Der Energiekonzern EnBW sieht im Monitoringbericht eine Bestätigung seiner Einschätzung, dass der Stromverbrauch „in allen Szenarien deutlich steigen“ werde. Das Unternehmen bekräftigt gleichzeitig seine Absicht, in Sachen Flexibilisierung tätig zu werden; man setze „auf H2-ready Gaskraftwerke und auf Speicher“ und stehe „in den Startlöchern“. Wenn das Kraftwerksicherheitsgesetz auf den Weg gebracht sei, „werden wir den Bau weiterer H2-ready Gaskraftwerke schnellstmöglich prüfen.”

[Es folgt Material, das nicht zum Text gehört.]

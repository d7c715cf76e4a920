//! Proxy Renderer

use api::{Evaluation, RenderHost};
use cameras::{FramingSolver, Frustum};
use image::{ImageBuffer, ImageFormat, Rgba};
use lights::LightingPlan;
use scale_core::config::RenderConfig;
use scale_core::error::{Error, Result};
use scale_core::group::ObjectGroup;
use scale_core::pnr::*;
use std::path::Path;

/// 16-bit RGBA silhouette color under the default rig.
const RIG_COLOR: [u16; 4] = [0xc8c8, 0xb4b4, 0x9696, 0xffff];

/// 16-bit RGBA silhouette color when the group brings its own lights.
const CUSTOM_LIGHT_COLOR: [u16; 4] = [0x9696, 0x9696, 0x9696, 0xffff];

/// Fully transparent background.
const BACKGROUND: [u16; 4] = [0, 0, 0, 0];

/// A host without a scene graph. It writes a transparent PNG at the computed
/// resolution with the projected bounding box filled in, which is enough to
/// check framing, sizing and file handling.
pub struct ProxyHost {
    /// Render configuration used for the batch.
    config: RenderConfig,

    /// Group currently shown.
    isolated: Option<String>,
}

impl ProxyHost {
    /// Create a new proxy host.
    ///
    /// * `config` - Render configuration used for the batch.
    pub fn new(config: RenderConfig) -> Self {
        Self {
            config,
            isolated: None,
        }
    }
}

/// Returns the half-open pixel rectangle `(x0, y0, x1, y1)` covered by the
/// projected bounding box, limited to the image.
///
/// * `evaluation` - Evaluated group.
/// * `frustum`    - Camera viewing volume.
pub fn silhouette(evaluation: &Evaluation, frustum: &Frustum) -> (u32, u32, u32, u32) {
    let w = evaluation.resolution.width_px as Float;
    let h = evaluation.resolution.height_px as Float;

    let (mut x0, mut y0, mut x1, mut y1) = (w, h, 0.0, 0.0);
    for c in evaluation.bounds.corners() {
        let p = evaluation.pose.to_camera(&c);
        let sx = 0.5 * (1.0 + p.x / (p.z * frustum.tan_half_h)) * w;
        let sy = 0.5 * (1.0 - p.y / (p.z * frustum.tan_half_v)) * h;
        x0 = min(x0, sx);
        y0 = min(y0, sy);
        x1 = max(x1, sx);
        y1 = max(y1, sy);
    }

    (
        clamp(x0.floor(), 0.0, w) as u32,
        clamp(y0.floor(), 0.0, h) as u32,
        clamp(x1.ceil(), 0.0, w) as u32,
        clamp(y1.ceil(), 0.0, h) as u32,
    )
}

impl RenderHost for ProxyHost {
    fn isolate(&mut self, group: &ObjectGroup) -> Result<()> {
        debug!("Showing '{}' only", group.name);
        self.isolated = Some(group.name.clone());
        Ok(())
    }

    fn render(&mut self, group: &ObjectGroup, evaluation: &Evaluation, path: &Path) -> Result<()> {
        let res = evaluation.resolution;
        info!(
            "Writing image {} with resolution {res}",
            path.display()
        );

        let frustum = FramingSolver::new(&self.config).frustum(&res);
        let (x0, y0, x1, y1) = silhouette(evaluation, &frustum);
        let color = match evaluation.lighting {
            LightingPlan::DefaultRig { .. } => RIG_COLOR,
            LightingPlan::Override { .. } => CUSTOM_LIGHT_COLOR,
        };

        let imgbuf: ImageBuffer<Rgba<u16>, Vec<u16>> =
            ImageBuffer::from_fn(res.width_px, res.height_px, |x, y| {
                if x >= x0 && x < x1 && y >= y0 && y < y1 {
                    Rgba(color)
                } else {
                    Rgba(BACKGROUND)
                }
            });

        imgbuf
            .save_with_format(path, ImageFormat::Png)
            .map_err(|err| {
                Error::RenderFailed(format!(
                    "error saving image for '{}' to {}: {err}",
                    group.name,
                    path.display()
                ))
            })
    }

    fn restore(&mut self) {
        if let Some(name) = self.isolated.take() {
            debug!("Restoring visibility after '{name}'");
        }
    }
}

// ----------------------------------------------------------------------------
// Tests
// ----------------------------------------------------------------------------
//! Clamp

use num_traits::Num;

/// Clamps a value x to [min, max].
///
/// * `x` - The number to clamp.
/// * `min` - Minimum value.
/// * `max` - Maximum value.
pub fn clamp<T>(x: T, min: T, max: T) -> T
where
    T: Num + PartialOrd + Copy,
{
    if x < min {
        min
    } else if x > max {
        max
    } else {
        x
    }
}

#[cfg(test)]
mod tests {
    use super::*;

    #[test]
    fn clamp_keeps_value_in_range() {
        assert_eq!(clamp(0.61, 0.1, 20.0), 0.61);
        assert_eq!(clamp(0.005, 0.1, 20.0), 0.1);
        assert_eq!(clamp(50.0, 0.1, 20.0), 20.0);
        assert_eq!(clamp(-3, 0, 500), 0);
    }
}
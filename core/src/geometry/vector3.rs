//! 3-D Vectors

use super::common::*;
use super::{Float, Point3};
use num_traits::Num;
use std::ops::{Add, Div, Mul, Neg, Sub};

/// A 3-D vector containing numeric values.
#[derive(Copy, Clone, Debug, Default, PartialEq)]
pub struct Vector3<T> {
    /// X-coordinate.
    pub x: T,

    /// Y-coordinate.
    pub y: T,

    /// Z-coordinate.
    pub z: T,
}

/// 3-D vector containing `Float` values.
pub type Vector3f = Vector3<Float>;

/// Creates a new 3-D vector.
///
/// * `x` - X-coordinate.
/// * `y` - Y-coordinate.
/// * `z` - Z-coordinate.
pub fn vector3<T>(x: T, y: T, z: T) -> Vector3<T> {
    Vector3 { x, y, z }
}

impl<T: Num> Vector3<T> {
    /// Creates a new 3-D vector.
    ///
    /// * `x` - X-coordinate.
    /// * `y` - Y-coordinate.
    /// * `z` - Z-coordinate.
    pub fn new(x: T, y: T, z: T) -> Self {
        Self { x, y, z }
    }

    /// Returns the square of the vector's length.
    pub fn length_squared(&self) -> T
    where
        T: Mul<Output = T> + Add<Output = T> + Copy,
    {
        self.x * self.x + self.y * self.y + self.z * self.z
    }

    /// Returns the vector's length.
    pub fn length(&self) -> T
    where
        T: num_traits::Float,
    {
        self.length_squared().sqrt()
    }

    /// Returns the unit vector.
    pub fn normalize(&self) -> Self
    where
        T: num_traits::Float,
    {
        *self / self.length()
    }

    /// Returns the cross product with another vector.
    ///
    /// * `other` - The other vector.
    pub fn cross(&self, other: &Self) -> Self
    where
        T: Copy,
    {
        Self::new(
            (self.y * other.z) - (self.z * other.y),
            (self.z * other.x) - (self.x * other.z),
            (self.x * other.y) - (self.y * other.x),
        )
    }
}

impl<T: Num + Neg<Output = T> + PartialOrd + Copy> Dot<Vector3<T>> for Vector3<T> {
    type Output = T;

    /// Returns the dot product with another vector.
    ///
    /// * `other` - The other vector.
    fn dot(&self, other: &Vector3<T>) -> T {
        self.x * other.x + self.y * other.y + self.z * other.z
    }
}

impl<T: Num> Add for Vector3<T> {
    type Output = Self;

    /// Adds the given vector and returns the result.
    ///
    /// * `other` - The vector to add.
    fn add(self, other: Self) -> Self::Output {
        Self::Output::new(self.x + other.x, self.y + other.y, self.z + other.z)
    }
}

impl<T: Num> Sub for Vector3<T> {
    type Output = Self;

    /// Subtracts the given vector and returns the result.
    ///
    /// * `other` - The vector to subtract.
    fn sub(self, other: Self) -> Self::Output {
        Self::Output::new(self.x - other.x, self.y - other.y, self.z - other.z)
    }
}

impl<T: Num + Copy> Mul<T> for Vector3<T> {
    type Output = Vector3<T>;

    /// Scale the vector.
    ///
    /// * `f` - The scaling factor.
    fn mul(self, f: T) -> Self::Output {
        Self::Output::new(f * self.x, f * self.y, f * self.z)
    }
}

impl<T: Num + Copy> Div<T> for Vector3<T> {
    type Output = Self;

    /// Scale the vector by 1/f.
    ///
    /// * `f` - The scaling factor.
    fn div(self, f: T) -> Self::Output {
        debug_assert!(!f.is_zero());

        let inv = T::one() / f;
        Self::Output::new(inv * self.x, inv * self.y, inv * self.z)
    }
}

impl<T> From<Point3<T>> for Vector3<T> {
    /// Convert a 3-D point to a 3-D vector.
    ///
    /// * `p` - 3-D point.
    fn from(p: Point3<T>) -> Self {
        Self {
            x: p.x,
            y: p.y,
            z: p.z,
        }
    }
}

// ----------------------------------------------------------------------------
// Tests
// ----------------------------------------------------------------------------

#[cfg(test)]
#[macro_use]
mod tests {
    use super::*;
    use float_cmp::*;
    use proptest::prelude::*;

    #[test]
    fn cross_of_axes() {
        let x = vector3(1.0, 0.0, 0.0);
        let y = vector3(0.0, 1.0, 0.0);
        assert_eq!(x.cross(&y), vector3(0.0, 0.0, 1.0));
        assert_eq!(y.cross(&x), vector3(0.0, 0.0, -1.0));
    }

    prop_vector3!(
        vector3_f64,
        f64,
        -100.0..100.0f64,
        -100.0..100.0f64,
        -100.0..100.0f64
    );

    proptest! {
        #[test]
        fn normalize_has_unit_length(v in vector3_f64()) {
            prop_assume!(v.length() > 1e-6);
            prop_assert!(approx_eq!(Float, v.normalize().length(), 1.0, epsilon = 1e-12));
        }

        #[test]
        fn cross_is_orthogonal(v1 in vector3_f64(), v2 in vector3_f64()) {
            let c = v1.cross(&v2);
            let tol = 1e-9 * (1.0 + v1.length_squared() * v2.length());
            prop_assert!(c.dot(&v1).abs() < tol);
            prop_assert!(c.dot(&v2).abs() < 1e-9 * (1.0 + v2.length_squared() * v1.length()));
        }
    }
}
//! 3-D Points

use super::{max, min, vector3, Axis, Float, Vector3};
use num_traits::Num;
use std::ops;

/// A 3-D point containing numeric values.
#[derive(Copy, Clone, Debug, Default, PartialEq)]
pub struct Point3<T> {
    /// X-coordinate.
    pub x: T,

    /// Y-coordinate.
    pub y: T,

    /// Z-coordinate.
    pub z: T,
}

/// 3-D point containing `Float` values.
pub type Point3f = Point3<Float>;

/// Creates a new 3-D point.
///
/// * `x`: X-coordinate.
/// * `y`: Y-coordinate.
/// * `z`: Z-coordinate.
pub fn point3<T>(x: T, y: T, z: T) -> Point3<T> {
    Point3 { x, y, z }
}

impl<T: Num> Point3<T> {
    /// Returns true if any coordinate is NaN or infinite.
    pub fn is_finite(&self) -> bool
    where
        T: num_traits::Float,
    {
        self.x.is_finite() && self.y.is_finite() && self.z.is_finite()
    }

    /// Return the component-wise minimum coordinate values with another point.
    ///
    /// * `other` - The other point.
    pub fn min(&self, other: &Self) -> Self
    where
        T: PartialOrd + Copy,
    {
        point3(
            min(self.x, other.x),
            min(self.y, other.y),
            min(self.z, other.z),
        )
    }

    /// Return the component-wise maximum coordinate values with another point.
    ///
    /// * `other` - The other point.
    pub fn max(&self, other: &Self) -> Self
    where
        T: PartialOrd + Copy,
    {
        point3(
            max(self.x, other.x),
            max(self.y, other.y),
            max(self.z, other.z),
        )
    }
}

impl<T: Num> ops::Add<Vector3<T>> for Point3<T> {
    type Output = Point3<T>;

    /// Offsets the point by the given vector.
    ///
    /// * `other` - The vector to add.
    fn add(self, other: Vector3<T>) -> Self::Output {
        point3(self.x + other.x, self.y + other.y, self.z + other.z)
    }
}

impl<T: Num> ops::Add for Point3<T> {
    type Output = Point3<T>;

    /// Adds the given point and returns the result. Only meaningful for
    /// weighted sums such as `lerp`.
    ///
    /// * `other` - The point to add.
    fn add(self, other: Self) -> Self::Output {
        point3(self.x + other.x, self.y + other.y, self.z + other.z)
    }
}

impl<T: Num> ops::Sub for Point3<T> {
    type Output = Vector3<T>;

    /// Subtracts the given point and returns the vector towards that point.
    ///
    /// * `other` - The point to subtract.
    fn sub(self, other: Self) -> Self::Output {
        vector3(self.x - other.x, self.y - other.y, self.z - other.z)
    }
}

impl<T: Num> ops::Sub<Vector3<T>> for Point3<T> {
    type Output = Point3<T>;

    /// Subtracts the given vector and returns the result.
    ///
    /// * `other` - The vector to subtract.
    fn sub(self, other: Vector3<T>) -> Self::Output {
        point3(self.x - other.x, self.y - other.y, self.z - other.z)
    }
}

impl<T: Num + Copy> ops::Mul<T> for Point3<T> {
    type Output = Point3<T>;

    /// Scale the point.
    ///
    /// * `f` - The scaling factor.
    fn mul(self, f: T) -> Self::Output {
        point3(f * self.x, f * self.y, f * self.z)
    }
}

impl ops::Mul<Point3<Float>> for Float {
    type Output = Point3<Float>;

    /// Scale the point.
    ///
    /// * `p` - The point.
    fn mul(self, p: Point3<Float>) -> Point3<Float> {
        point3(self * p.x, self * p.y, self * p.z)
    }
}

impl<T: Num + Copy> ops::Div<T> for Point3<T> {
    type Output = Point3<T>;

    /// Scale the point by 1/f.
    ///
    /// * `f` - The scaling factor.
    fn div(self, f: T) -> Self::Output {
        debug_assert!(!f.is_zero());

        let inv = T::one() / f;
        point3(inv * self.x, inv * self.y, inv * self.z)
    }
}

impl<T> ops::Index<Axis> for Point3<T> {
    type Output = T;

    /// Index the point by an axis to get the immutable coordinate axis value.
    ///
    /// * `axis` - A 3-D coordinate axis.
    fn index(&self, axis: Axis) -> &Self::Output {
        match axis {
            Axis::X => &self.x,
            Axis::Y => &self.y,
            Axis::Z => &self.z,
        }
    }
}

// ----------------------------------------------------------------------------
// Tests
// ----------------------------------------------------------------------------
//! Axis

/// Axis enumeration
#[derive(Copy, Clone, Debug, Default, PartialEq)]
pub enum Axis {
    #[default]
    X = 0,
    Y = 1,
    Z = 2,
}

impl Axis {
    /// All three axes in index order.
    pub const ALL: [Axis; 3] = [Axis::X, Axis::Y, Axis::Z];

    /// Returns the physical name of the extent measured along the axis with
    /// the host convention (+Z up, camera looking along +Y).
    pub fn extent_name(&self) -> &'static str {
        match self {
            Axis::X => "width",
            Axis::Y => "depth",
            Axis::Z => "height",
        }
    }
}

// ----------------------------------------------------------------------------
// Tests
// ----------------------------------------------------------------------------

#[cfg(test)]
mod tests {
    use super::*;

    #[test]
    fn extent_names_follow_z_up_convention() {
        assert_eq!(Axis::X.extent_name(), "width");
        assert_eq!(Axis::Y.extent_name(), "depth");
        assert_eq!(Axis::Z.extent_name(), "height");
    }

    #[test]
    fn all_axes_in_order() {
        assert_eq!(Axis::ALL, [Axis::X, Axis::Y, Axis::Z]);
        assert_eq!(Axis::default(), Axis::X);
    }
}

Der Verein Deutscher Ingenieure (VDI) zielt in seiner Reaktion ebenfalls auf den Begriff H2-ready ab und darauf, dass dieser „kein bloßes Etikett“ bleiben dürfe: „Ohne klare technische Standards und praktikable Umrüstpfade bleibt dieser Anspruch wirkungslos“, so der VDI in einer Mitteilung, die auch explizit auf die Bedeutung von Speichern als „Gamechanger“ bei der künftigen Energieversorgung hinweist.

Der Energiekonzern Vattenfall sieht im Monitoringbericht eine „solide Diskussionsgrundlage“ und begrüßt „das Bekenntnis des Ministeriums zum 80-Prozent-Erneuerbaren-Stromziel und zur Klimaneutralität 2045“. Der Erfolg häng „maßgeblich von einem kontinuierlichen Ausbau der Erneuerbaren und mehr Flexibilität im Energiesystem ab“.

Die auch von anderen Akteuren festgestellte Divergenz zwischen dem Monitoringbericht und den Schlussfolgerungen der Ministerin beschreibt besonders ausführlich der Bundesverband Neue Energiewirtschaft (BNE). Er spricht von einem „Deutungsdualismus“: Während die Gutachter Ausbau, Digitalisierung und Innovation fordern, leite das Ministerium hieraus „Digitalisierungsmonopolisierung und Kapazitätsubventionen“ ab. Im Monitoring selbst sehe man „positive Signale“, die Ableitungen des Wirtschaftsministeriums seien hingegen „mindestens problematisch“. Der Bericht bestätige etliche Vorschläge, die der Verband seit Jahren vertrete, etwa beschleunigte Nutzung von Smart Metern, effiziente Netznutzung oder neue Geschäftsmodelle: „Die Stärkung von PPAs sowie der Ausbau der Direktvermarktung sind zentrale Schritte hin zu einem innovationsfreundlichen, wettbewerblichen Energiemarkt“, so der BNE. Dagegen fehle den von Reiche auf Grundlage des Monitoringberichts vorgelegten Schlussfolgerungen „bei der Elektrifizierung jegliche Ambition. Die Stromverbrauchsprognosen werden schlicht um rund 100 Terawattstunden gesenkt“. Vorschläge der Gutachter „zu der ‚in allen Szenarien robust steigenden Stromnachfrage‘, zur dringend nötigen Elektrifizierung und zu deren effizienter Bewältigung, werden so ausgebremst statt beschleunigt“, kritisiert der BNE.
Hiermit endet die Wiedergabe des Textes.